Achievements and titles
- Olympic Games: R16 (2020)
- World Champ.: R32 (2017, 2021)
- Oceania Champ.: (2015, 2016, 2017)
- Commonwealth Games: (2022)

Medal record
Men's judo
Representing Australia
Oceania Championships
| Gold medal – first place | 2015 Nouvelle | ‍–‍66 kg |
| Gold medal – first place | 2016 Canberra | ‍–‍66 kg |
| Gold medal – first place | 2017 Nukuʻalofa | ‍–‍66 kg |
Oceania Junior Championships
| Gold medal – first place | 2014 Auckland | ‍–‍66 kg |
| Gold medal – first place | 2015 Nouvelle | ‍–‍66 kg |
| Silver medal – second place | 2010 Canberra | ‍–‍55 kg |
| Silver medal – second place | 2011 Papeete | ‍–‍60 kg |
| Bronze medal – third place | 2012 Cairns | ‍–‍66 kg |
| Bronze medal – third place | 2013 Apia | ‍–‍66 kg |
Commonwealth Games
| Bronze medal – third place | 2022 Birmingham | ‍–‍66 kg |

Profile at external databases
- IJF: 7602
- JudoInside.com: 67682

= Nathan Katz (judoka) =

Australian Olympic judoka

Nathan Katz (born 17 January 1995) is a retired Australian Olympic and five-time national champion judoka, and current judo coach.

==Early and personal life==
Katz was born in Melbourne, Australia, and is Jewish.
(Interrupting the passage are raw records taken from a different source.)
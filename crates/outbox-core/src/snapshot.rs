//! Point-in-time copies of buffer contents
//!
//! A [`Snapshot`] shares entries with the live buffer through `Arc`, but
//! the sequence of entries it holds is fixed at capture time. Later appends,
//! evictions and removals on the buffer are invisible to it.

use std::sync::Arc;

use crate::entry::Entry;
use crate::id::SequenceId;

/// Immutable, ordered (oldest-first) copy of the buffer's entries
#[derive(Debug)]
pub struct Snapshot<T> {
    entries: Arc<[Arc<Entry<T>>]>,
}

// Manual impl so cloning a snapshot never requires `T: Clone`
impl<T> Clone for Snapshot<T> {
    fn clone(&self) -> Self {
        Self {
            entries: Arc::clone(&self.entries),
        }
    }
}

impl<T> Default for Snapshot<T> {
    fn default() -> Self {
        Self::empty()
    }
}

impl<T> Snapshot<T> {
    /// A snapshot holding nothing
    pub fn empty() -> Self {
        Self {
            entries: Arc::from(Vec::new()),
        }
    }

    pub(crate) fn from_entries(entries: Vec<Arc<Entry<T>>>) -> Self {
        debug_assert!(entries.windows(2).all(|w| w[0].id() < w[1].id()));
        Self {
            entries: Arc::from(entries),
        }
    }

    /// Number of captured entries
    pub fn len(&self) -> usize {
        self.entries.len()
    }

    /// Whether nothing was captured
    pub fn is_empty(&self) -> bool {
        self.entries.is_empty()
    }

    /// Captured entries, oldest first
    pub fn entries(&self) -> impl ExactSizeIterator<Item = &Entry<T>> + '_ {
        self.entries.iter().map(|entry| entry.as_ref())
    }

    /// Captured ids, oldest first
    pub fn ids(&self) -> impl ExactSizeIterator<Item = SequenceId> + '_ {
        self.entries.iter().map(|entry| entry.id())
    }

    /// Whether `id` was captured
    ///
    /// Ids in a snapshot are strictly increasing, so this is a binary search.
    pub fn contains(&self, id: SequenceId) -> bool {
        self.entries
            .binary_search_by_key(&id, |entry| entry.id())
            .is_ok()
    }

    /// Whether `entry` is the very entry this snapshot captured
    ///
    /// Matches on identity, not just id, so a snapshot taken from another
    /// buffer never claims entries that happen to share its ids.
    pub(crate) fn holds(&self, entry: &Arc<Entry<T>>) -> bool {
        self.entries
            .binary_search_by_key(&entry.id(), |captured| captured.id())
            .is_ok_and(|index| Arc::ptr_eq(&self.entries[index], entry))
    }

    /// Id of the oldest captured entry
    pub fn first_id(&self) -> Option<SequenceId> {
        self.entries.first().map(|entry| entry.id())
    }

    /// Id of the newest captured entry
    pub fn last_id(&self) -> Option<SequenceId> {
        self.entries.last().map(|entry| entry.id())
    }

    /// Payloads in stored order, ids discarded
    pub fn payloads(&self) -> Vec<&T> {
        self.entries.iter().map(|entry| entry.payload()).collect()
    }

    /// Owned copies of the payloads in stored order
    pub fn cloned_payloads(&self) -> Vec<T>
    where
        T: Clone,
    {
        self.entries
            .iter()
            .map(|entry| entry.payload().clone())
            .collect()
    }
}

/// Project a snapshot onto its payloads, oldest first
pub fn payloads<T>(snapshot: &Snapshot<T>) -> Vec<&T> {
    snapshot.payloads()
}
//! # Outbox Flush
//!
//! Drains an [`outbox_core::EventBuffer`] into a remote collector.
//!
//! The [`Flusher`] periodically snapshots the buffer, hands the payloads to
//! a [`Publisher`], and removes exactly the published events once the
//! publisher reports success. Nothing is locked while publishing, so
//! producers keep appending throughout.
//!
//! ## Example
//!
//! ```rust,ignore
//! use std::sync::Arc;
//! use outbox_core::EventBuffer;
//! use outbox_flush::{FlushConfig, Flusher, RecordingPublisher};
//!
//! let buffer = Arc::new(EventBuffer::new(1024)?);
//! let publisher = Arc::new(RecordingPublisher::<String>::new());
//! let handle = Flusher::spawn(buffer.clone(), publisher, FlushConfig::default())?;
//!
//! buffer.append("login".to_string());
//!
//! let stats = handle.shutdown().await?;
//! ```

pub mod config;
pub mod error;
pub mod flusher;
pub mod mock_publisher;
pub mod publisher;

// Re-exports
pub use config::{FLUSH_INTERVAL_ENV, FlushConfig, PUBLISH_TIMEOUT_ENV};
pub use error::{FlushError, PublishError};
pub use flusher::{FlushOutcome, FlushStats, Flusher, FlusherHandle};
pub use mock_publisher::{FlakyPublisher, RecordingPublisher};
pub use publisher::Publisher;
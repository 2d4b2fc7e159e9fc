//! Buffer configuration

use serde::{Deserialize, Serialize};

use crate::error::BufferError;

/// Environment variable consulted by [`BufferConfig::from_env`]
pub const CAPACITY_ENV: &str = "OUTBOX_CAPACITY";

/// Default number of entries held before the oldest is evicted
pub const DEFAULT_CAPACITY: usize = 1024;

/// Configuration for an [`EventBuffer`](crate::EventBuffer)
#[derive(Debug, Clone, PartialEq, Eq, Serialize, Deserialize)]
#[serde(default)]
pub struct BufferConfig {
    /// Maximum number of entries held at once
    pub capacity: usize,
}

impl Default for BufferConfig {
    fn default() -> Self {
        Self {
            capacity: DEFAULT_CAPACITY,
        }
    }
}

impl BufferConfig {
    /// Create a config with the given capacity
    pub fn with_capacity(capacity: usize) -> Self {
        Self { capacity }
    }

    /// Check the configuration
    pub fn validate(&self) -> Result<(), BufferError> {
        if self.capacity == 0 {
            return Err(BufferError::InvalidCapacity(self.capacity));
        }
        Ok(())
    }

    /// Read the configuration from the environment
    ///
    /// Unset variables keep their defaults.
    pub fn from_env() -> Result<Self, BufferError> {
        Self::from_lookup(|key| std::env::var(key).ok())
    }

    /// Read the configuration through `lookup` instead of the process environment
    pub fn from_lookup(lookup: impl Fn(&str) -> Option<String>) -> Result<Self, BufferError> {
        let mut config = Self::default();

        if let Some(raw) = lookup(CAPACITY_ENV) {
            config.capacity = raw.trim().parse().map_err(|_| {
                BufferError::invalid_config(format!("{CAPACITY_ENV}={raw} is not a valid capacity"))
            })?;
        }

        config.validate()?;
        Ok(config)
    }
}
Katz's mother is former judoka Kerrye Katz who competed at the 1988 Summer Olympics, when judo was a demonstration event for women, and came in seventh; she also won the 1985 Oceania Judo Championship in U66k, and 11 Australian national championships. His father Robert was a former judoka on the Australian national team and a national judo coach for Australia at both the 1988 Seoul Olympics and the 2016 Rio Olympics.

His younger brother Josh Katz also competed for Australia in judo at the Rio Olympics; he also competed at the Paris Olympics. The two brothers were training partners since they were children. He graduated from William Clarke College.

==Judo career==
Katz was a 2x Cadet Australian National Champion, and a 5x Australian National Champion.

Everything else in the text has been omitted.